Au total, 478 organismes ont été recensés. La majorité d’entre eux sont de petite taille et appartiennent à quelques groupes dominants. Les amphipodes représentent à eux seuls près de la moitié des observations. Ces petits crustacés jouent un rôle essentiel de charognards dans les écosystèmes marins. Les copépodes, qui forment la base du plancton, comptent pour environ 26% des individus observés.

S’y ajoutent des hydrozoaires, souvent apparentés aux méduses, ainsi que des chaetognathes, des vers prédateurs du plancton. Les autres observations incluent des poissons et divers organismes non identifiés.

Ces espèces évoluent dans une zone particulière, appelée hyperbenthos, située juste au-dessus du fond marin. Cette fine couche d’eau concentre une biomasse importante et joue un rôle clé dans les chaînes alimentaires, notamment pour de nombreux poissons et crustacés.
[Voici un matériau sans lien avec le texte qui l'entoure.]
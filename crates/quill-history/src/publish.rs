//! The checkpoint publish pipeline.
//!
//! Publication of one queued checkpoint runs as a sequence of three works:
//! resolve any bucket merges the snapshotted archive state still had in
//! flight, write the checkpoint's files (archive state, ledger headers,
//! transaction sets, referenced buckets) gzipped into a scoped temp
//! directory, then upload every file to every writable archive, creating
//! remote directories first. A failure in any phase fails the entry and
//! leaves its queue row intact.

use std::path::PathBuf;
use std::sync::Arc;

use async_trait::async_trait;
use quill_bucket::{Bucket, BucketStore};
use quill_common::fs::write_gzipped;
use quill_ledger::LedgerHeaderHistoryEntry;
use quill_work::{Work, WorkContext, WorkOutcome};
use tempfile::TempDir;
use tracing::{debug, info};

use crate::{
    archive::Archive, archive_state::HistoryArchiveState,
    checkpoint_builder::TransactionHistoryEntry, paths, HistoryError,
};

/// Everything needed to publish one checkpoint.
pub struct StateSnapshot {
    pub checkpoint_ledger: u32,
    pub has: HistoryArchiveState,
    pub headers: Vec<LedgerHeaderHistoryEntry>,
    pub transactions: Vec<TransactionHistoryEntry>,
    /// Staging directory; files live exactly as long as the snapshot.
    pub dir: TempDir,
    /// Written files as (local path, remote path) pairs.
    pub files: Vec<(PathBuf, String)>,
}

pub type SharedSnapshot = Arc<tokio::sync::Mutex<StateSnapshot>>;

/// Force the snapshot's in-flight bucket merges to completion.
///
/// A state queued while a background merge was running records the merge's
/// input hashes. Publication needs stable output hashes, so the merge is
/// recomputed from its inputs (merging is deterministic) and the state
/// rewritten to reference the output.
pub struct ResolveSnapshotWork {
    snapshot: SharedSnapshot,
    store: BucketStore,
}

impl ResolveSnapshotWork {
    pub fn new(snapshot: SharedSnapshot, store: BucketStore) -> Self {
        Self { snapshot, store }
    }
}

#[async_trait]
impl Work for ResolveSnapshotWork {
    fn name(&self) -> &str {
        "resolve-snapshot"
    }

    async fn run(&mut self, _ctx: WorkContext) -> WorkOutcome {
        let mut snapshot = self.snapshot.lock().await;
        for level in &mut snapshot.has.current_buckets {
            if level.next.state != 2 {
                continue;
            }
            let load = |hex: &Option<String>| -> Result<Arc<Bucket>, HistoryError> {
                let hex = hex
                    .as_deref()
                    .ok_or_else(|| HistoryError::PublishFailed("merge input missing".into()))?;
                let hash = quill_common::Hash256::from_hex(hex)
                    .map_err(|e| HistoryError::Decode(e.to_string()))?;
                Ok(self.store.get(&hash)?)
            };
            let merged = match (load(&level.next.curr), load(&level.next.snap)) {
                (Ok(older), Ok(newer)) => Bucket::merge(&older, &newer),
                (Err(e), _) | (_, Err(e)) => return WorkOutcome::Failed(e.to_string()),
            };
            let output = self.store.put(merged);
            level.next.state = 1;
            level.next.output = Some(output.to_hex());
            level.next.curr = None;
            level.next.snap = None;
            debug!(output = %output, "resolved pending bucket merge for publication");
        }
        WorkOutcome::Success
    }
}

/// Write the checkpoint's files, gzipped, into the staging directory.
pub struct WriteSnapshotWork {
    snapshot: SharedSnapshot,
    store: BucketStore,
}

impl WriteSnapshotWork {
    pub fn new(snapshot: SharedSnapshot, store: BucketStore) -> Self {
        Self { snapshot, store }
    }

    fn write_file(
        snapshot: &mut StateSnapshot,
        remote: String,
        bytes: &[u8],
    ) -> Result<(), HistoryError> {
        let local = snapshot.dir.path().join(remote.replace('/', "_"));
        write_gzipped(&local, bytes)?;
        snapshot.files.push((local, remote));
        Ok(())
    }
}

#[async_trait]
impl Work for WriteSnapshotWork {
    fn name(&self) -> &str {
        "write-snapshot"
    }

    async fn run(&mut self, _ctx: WorkContext) -> WorkOutcome {
        let mut snapshot = self.snapshot.lock().await;
        let checkpoint = snapshot.checkpoint_ledger;
        snapshot.files.clear();

        let has_json = match snapshot.has.to_json() {
            Ok(json) => json,
            Err(e) => return WorkOutcome::Failed(e.to_string()),
        };
        if let Err(e) =
            Self::write_file(&mut snapshot, paths::has_path(checkpoint), has_json.as_bytes())
        {
            return WorkOutcome::Failed(e.to_string());
        }

        let headers = match bincode::serialize(&snapshot.headers) {
            Ok(bytes) => bytes,
            Err(e) => return WorkOutcome::Failed(e.to_string()),
        };
        if let Err(e) = Self::write_file(&mut snapshot, paths::ledger_path(checkpoint), &headers) {
            return WorkOutcome::Failed(e.to_string());
        }

        let transactions = match bincode::serialize(&snapshot.transactions) {
            Ok(bytes) => bytes,
            Err(e) => return WorkOutcome::Failed(e.to_string()),
        };
        if let Err(e) = Self::write_file(
            &mut snapshot,
            paths::transactions_path(checkpoint),
            &transactions,
        ) {
            return WorkOutcome::Failed(e.to_string());
        }

        for hash in snapshot.has.unique_bucket_hashes() {
            let bucket = match self.store.get(&hash) {
                Ok(bucket) => bucket,
                Err(e) => return WorkOutcome::Failed(e.to_string()),
            };
            if let Err(e) =
                Self::write_file(&mut snapshot, paths::bucket_path(&hash), &bucket.to_bytes())
            {
                return WorkOutcome::Failed(e.to_string());
            }
        }

        // The well-known root state advances last, once the checkpoint's
        // files are all in place.
        if let Err(e) = Self::write_file(
            &mut snapshot,
            paths::ROOT_HAS_PATH.to_string(),
            has_json.as_bytes(),
        ) {
            return WorkOutcome::Failed(e.to_string());
        }

        debug!(
            checkpoint = format!("{checkpoint:#x}"),
            files = snapshot.files.len(),
            "wrote checkpoint files"
        );
        WorkOutcome::Success
    }
}

/// Upload the written files to every writable archive, in sequence.
pub struct PutSnapshotFilesWork {
    snapshot: SharedSnapshot,
    archives: Vec<Arc<Archive>>,
}

impl PutSnapshotFilesWork {
    pub fn new(snapshot: SharedSnapshot, archives: Vec<Arc<Archive>>) -> Self {
        Self { snapshot, archives }
    }
}

#[async_trait]
impl Work for PutSnapshotFilesWork {
    fn name(&self) -> &str {
        "put-snapshot-files"
    }

    async fn run(&mut self, _ctx: WorkContext) -> WorkOutcome {
        let snapshot = self.snapshot.lock().await;
        if self.archives.is_empty() {
            return WorkOutcome::Failed("no writable archive".to_string());
        }
        for archive in &self.archives {
            for (local, remote) in &snapshot.files {
                if let Err(e) = archive.mkdir(paths::remote_dir(remote)).await {
                    return WorkOutcome::Failed(e.to_string());
                }
                if let Err(e) = archive.put_file(local, remote).await {
                    return WorkOutcome::Failed(e.to_string());
                }
            }
            info!(
                archive = archive.name(),
                checkpoint = format!("{:#x}", snapshot.checkpoint_ledger),
                files = snapshot.files.len(),
                "checkpoint uploaded"
            );
        }
        WorkOutcome::Success
    }
}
Un dispositif léger et facile à déployer

Les fjords glaciaires de l’Arctique sont considérés comme de hauts lieux de biodiversité ; ils demeurent encore méconnus en raison de la difficulté d’accès et de l’isolement. Ces premières observations directes offrent ainsi un aperçu précieux de la faune présente.

Au-delà des résultats biologiques, l’étude met en avant un dispositif plus léger (15 kg) et plus facile à déployer que les techniques traditionnelles. Cet équipement pourrait permettre de multiplier les observations dans des régions encore largement inexplorées.